Inflammatory and Hypercoagulable Biomarkers and Clinical Outcomes in COVID-19 Patients

Abstract

Systemic inflammation and hypercoagulopathy are known pathophysiological processes of coronavirus disease 2019 (COVID-19), particularly in patients with known cardiovascular disease or its risk factors (CVD). However, whether a cumulative assessment of these biomarkers at admission could contribute to the prediction of in-hospital outcomes remains unknown. The CLAVIS-COVID registry was a Japanese nationwide retrospective multicenter observational study, supported by the Japanese Circulation Society. Consecutive hospitalized patients with pre-existing CVD and COVID-19 were enrolled. Patients were stratified by the tertiles of CRP and D-dimer values at the time of admission. Multivariable Cox proportional hazard models were constructed. In 461 patients (65.5% male; median age, 70.0), the median baseline CRP and D-dimer was 58.3 (interquartile range, 18.2–116.0) mg/L and 1.5 (interquartile range, 0.8–3.0) mg/L, respectively.
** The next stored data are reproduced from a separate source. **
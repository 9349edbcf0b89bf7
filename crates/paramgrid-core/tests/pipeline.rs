use paramgrid_core::{
    AnalysisOptions, Cell, CellValue, Issue, ParamValue, Role, Sheet, Workbook, analyze_file,
    analyze_workbook,
};
use std::fs;
use tempfile::tempdir;

fn header(sheet: &mut Sheet) {
    sheet.set(1, 1, Cell::new_value(CellValue::Text("Name".into())));
    sheet.set(2, 1, Cell::new_value(CellValue::Text("Unit".into())));
    sheet.set(3, 1, Cell::new_value(CellValue::Text("Value".into())));
}

fn row(sheet: &mut Sheet, row: u32, name: &str, unit: &str, value: Cell) {
    sheet.set(1, row, Cell::new_value(CellValue::Text(name.into())));
    if !unit.is_empty() {
        sheet.set(2, row, Cell::new_value(CellValue::Text(unit.into())));
    }
    sheet.set(3, row, value);
}

#[test]
fn csv_file_is_analyzed_and_rewritten() {
    let dir = tempdir().unwrap();
    let input = dir.path().join("model.csv");
    fs::write(
        &input,
        "Name,Unit,Value\n\
         Rate,%,5\n\
         Rate,%,5\n\
         Base,EUR,100\n\
         Cost,EUR,=C4*C3\n\
         Total,EUR,=SUM(C4:C5)\n",
    )
    .unwrap();

    let report = analyze_file(&input, &AnalysisOptions::default(), None).unwrap();
    let output = report.output.clone().unwrap();
    assert_eq!(output, dir.path().join("model_optimized.csv"));

    let analysis = &report.analysis;
    assert_eq!(
        analysis.deduplication.replacements.get("Rate_model_r3").map(String::as_str),
        Some("Rate_model_r2")
    );
    assert_eq!(analysis.parameters["Cost"].human_formula, "Base*Rate");
    assert_eq!(analysis.classification.role_of("Total"), Some(Role::Output));

    let text = fs::read_to_string(&output).unwrap();
    let lines: Vec<&str> = text.lines().collect();
    assert_eq!(lines[0], "Name,Unit,Value,Dependencies,Formula");
    assert_eq!(lines[1], "Rate,%,5,,");
    assert_eq!(lines[2], "Base,EUR,100,,");
    assert_eq!(lines[3], "Cost,EUR,=C3*C2,\"Base, Rate\",Base*Rate");
    assert_eq!(lines[4], "Total,EUR,=SUM(C3:C4),\"Base, Cost\",SUM(C4:C5)");
    assert_eq!(lines.len(), 5);
}

#[test]
fn xlsx_file_round_trips_through_the_pipeline() {
    let dir = tempdir().unwrap();
    let input = dir.path().join("model.xlsx");
    let mut data = Sheet::new("Data");
    header(&mut data);
    row(&mut data, 2, "X", "m", Cell::new_value(CellValue::Number(10.0)));
    row(&mut data, 3, "X", "m", Cell::new_value(CellValue::Number(10.0)));
    row(&mut data, 4, "Y", "m", Cell::new_value(CellValue::Number(2.0)));
    let mut calc = Sheet::new("Calc");
    header(&mut calc);
    row(&mut calc, 2, "Area", "m2", Cell::new_formula("Data!C3*Data!C4", CellValue::Number(20.0)));
    Workbook {
        sheets: vec![data, calc],
    }
    .save(&input)
    .unwrap();

    let out = dir.path().join("normalized.xlsx");
    let report = analyze_file(&input, &AnalysisOptions::default(), Some(&out)).unwrap();
    assert_eq!(report.output.as_deref(), Some(out.as_path()));

    let rewritten = Workbook::open(&out).unwrap();
    let data = rewritten.sheet("Data").unwrap();
    assert_eq!(data.value(1, 3), Some(&CellValue::Text("Y".into())));
    assert_eq!(data.max_row(), 3);
    let calc = rewritten.sheet("Calc").unwrap();
    assert_eq!(
        calc.get(3, 2).and_then(|c| c.formula.as_deref()),
        Some("Data!C2*Data!C3")
    );

    // A second pass over the rewritten file finds nothing left to merge and
    // the same dependencies.
    let again = analyze_workbook(&rewritten, &AnalysisOptions::default());
    assert!(again.deduplication.is_empty());
    let deps: Vec<&String> = again.parameters["Area"].dependencies.iter().collect();
    assert_eq!(deps, vec!["X", "Y"]);
}

#[test]
fn surviving_references_never_point_at_replaced_rows() {
    let mut sheet = Sheet::new("S");
    header(&mut sheet);
    row(&mut sheet, 2, "A", "", Cell::new_value(CellValue::Number(1.0)));
    row(&mut sheet, 3, "A", "", Cell::new_value(CellValue::Number(1.0)));
    row(&mut sheet, 4, "B", "", Cell::new_value(CellValue::Number(2.0)));
    row(&mut sheet, 5, "B", "", Cell::new_value(CellValue::Number(2.0)));
    row(&mut sheet, 6, "C", "", Cell::new_formula("C3+C5+C2*C4", CellValue::Empty));
    row(&mut sheet, 7, "D", "", Cell::new_formula("C6-C5", CellValue::Empty));
    let workbook = Workbook {
        sheets: vec![sheet],
    };
    let options = AnalysisOptions::default();
    let analysis = analyze_workbook(&workbook, &options);
    let outcome = paramgrid_core::rewrite_workbook(&workbook, &analysis, &options);
    let sheet = &outcome.workbook.sheets[0];

    assert_eq!(sheet.get(3, 4).and_then(|c| c.formula.as_deref()), Some("C2+C3+C2*C3"));
    assert_eq!(sheet.get(3, 5).and_then(|c| c.formula.as_deref()), Some("C4-C3"));

    let again = analyze_workbook(&outcome.workbook, &options);
    assert!(again.deduplication.replacements.is_empty());
    let c_deps: Vec<&String> = again.parameters["C"].dependencies.iter().collect();
    assert_eq!(c_deps, vec!["A", "B"]);
}

#[test]
fn bad_sheets_and_formulas_do_not_abort_the_pass() {
    let mut tiny = Sheet::new("Tiny");
    tiny.set(1, 1, Cell::new_value(CellValue::Text("only a title".into())));
    let mut sheet = Sheet::new("S");
    header(&mut sheet);
    row(&mut sheet, 2, "A", "", Cell::new_value(CellValue::Number(1.0)));
    row(&mut sheet, 3, "Broken", "", Cell::new_formula("'Other!C2", CellValue::Empty));
    let workbook = Workbook {
        sheets: vec![tiny, sheet],
    };

    let analysis = analyze_workbook(&workbook, &AnalysisOptions::default());
    assert_eq!(analysis.parameters.len(), 2);
    assert!(analysis.parameters["Broken"].human_formula.starts_with("#FORMULA ERROR: "));
    assert_eq!(analysis.parameters["A"].value, ParamValue::Number(1.0));
    assert!(analysis
        .issues
        .iter()
        .any(|i| matches!(i, Issue::Structural { sheet, .. } if sheet == "Tiny")));
    assert!(analysis
        .issues
        .iter()
        .any(|i| matches!(i, Issue::FormulaParse { id, .. } if id == "Broken")));
}

#[test]
fn unreadable_file_is_a_hard_failure() {
    let dir = tempdir().unwrap();
    let missing = dir.path().join("missing.xlsx");
    assert!(analyze_file(&missing, &AnalysisOptions::default(), None).is_err());
}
Overall, the in-hospital mortality rate was 16.5%, and the rates steadily increased in concordance with both CRP (5.0%, 15.0%, and 28.2%, respectively p < 0.001) and D-dimer values (6.8%, 19.6%, and 22.5%, respectively p = 0.001). Patients with the lowest tertiles of both biomarkers (CRP, 29.0 mg/L; D-dimer, 1.00 mg/L) were at extremely low risk of in-hospital mortality (0% until day 50, and 1.4% overall). Conversely, the elevation of both CRP and D-dimer levels was a significant predictor of in-hospital mortality (Hazard ratio, 2.97; 95% confidence interval, 1.57–5.60). A similar trend was observed when the biomarker threshold was set at a clinically relevant threshold. In conclusion, the combination of these abnormalities may provide a framework for rapid risk estimation for in-hospital COVID-19 patients with CVD.